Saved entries
┏━━
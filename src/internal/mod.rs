pub(crate) mod case_fold;
pub(crate) mod iso_2022;
pub(crate) mod japanese;
pub(crate) mod korean;
pub(crate) mod lookup_table;
pub(crate) mod registry;
pub(crate) mod simplified_chinese;
pub(crate) mod single_byte;
pub(crate) mod tables;
pub(crate) mod traditional_chinese;
pub(crate) mod utf8;
pub(crate) mod utils;
//! JSON key-value store over HTTP
//!
//! An in-memory cache answers reads and absorbs writes; a SQLite table is the
//! durable copy, kept up to date by a write-behind worker.

pub mod api;
pub mod cache;
pub mod config;
pub mod error;
pub mod storage;
pub mod tasks;
pub mod validation;

pub use api::{AccessPolicy, AppState};
pub use cache::{CacheLayer, CacheOptions};
pub use config::Config;
pub use storage::{DurableStore, MemoryStore, SqliteStore};
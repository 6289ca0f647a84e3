//! Durable Storage Module
//!
//! The persistent key-value table behind the cache. Backends are reached only
//! through [`DurableStore`], so any store with point lookup and upsert fits.

mod memory;
mod sqlite;

use axum::body::Bytes;

use crate::error::StorageError;

pub use memory::MemoryStore;
pub use sqlite::SqliteStore;

// == Durable Store Trait ==
/// Blocking interface to a durable key-value table.
///
/// Calls may block on I/O; async callers go through `spawn_blocking`.
pub trait DurableStore: Send + Sync + 'static {
    /// Point lookup. An absent key is `Ok(None)`, not an error.
    fn get(&self, key: &str) -> Result<Option<Bytes>, StorageError>;

    /// Insert or overwrite the value stored under `key`.
    fn set(&self, key: &str, value: &[u8]) -> Result<(), StorageError>;

    /// Full scan of every stored record, used to warm the cache.
    fn load_all(&self) -> Result<Vec<(String, Bytes)>, StorageError>;
}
┗━━
● What to do:
Print each line of the data exactly as it was written.

● Response for this exercise:
filename src/internal/mod.rs
pub(crate) mod case_fold;
pub(crate) mod iso_2022;
pub(crate) mod japanese;
pub(crate) mod korean;
pub(crate) mod lookup_table;
pub(crate) mod registry;
pub(crate) mod simplified_chinese;
pub(crate) mod single_byte;
pub(crate) mod tables;
pub(crate) mod traditional_chinese;
pub(crate) mod utf8;
pub(crate) mod utils;
//! JSON key-value store over HTTP
//!
//! An in-memory cache answers reads and absorbs writes; a SQLite table is the
//! durable copy, kept up to date by a write-behind worker.

pub mod api;
pub mod cache;
pub mod config;
pub mod error;
pub mod storage;
pub mod tasks;
pub mod validation;

pub use api::{AccessPolicy, AppState};
pub use cache::{CacheLayer, CacheOptions};
pub use config::Config;
pub use storage::{DurableStore, MemoryStore, SqliteStore};
repository 6289ca0f647a84e3
//! Durable Storage Module
//!
//! The persistent key-value table behind the cache. Backends are reached only
//! through [`DurableStore`], so any store with point lookup and upsert fits.

mod memory;
mod sqlite;

use axum::body::Bytes;

use crate::error::StorageError;

pub use memory::MemoryStore;
pub use sqlite::SqliteStore;

// == Durable Store Trait ==
/// Blocking interface to a durable key-value table.
///
/// Calls may block on I/O; async callers go through `spawn_blocking`.
pub trait DurableStore: Send + Sync + 'static {
    /// Point lookup. An absent key is `Ok(None)`, not an error.
    fn get(&self, key: &str) -> Result<Option<Bytes>, StorageError>;

    /// Insert or overwrite the value stored under `key`.
    fn set(&self, key: &str, value: &[u8]) -> Result<(), StorageError>;

    /// Full scan of every stored record, used to warm the cache.
    fn load_all(&self) -> Result<Vec<(String, Bytes)>, StorageError>;
}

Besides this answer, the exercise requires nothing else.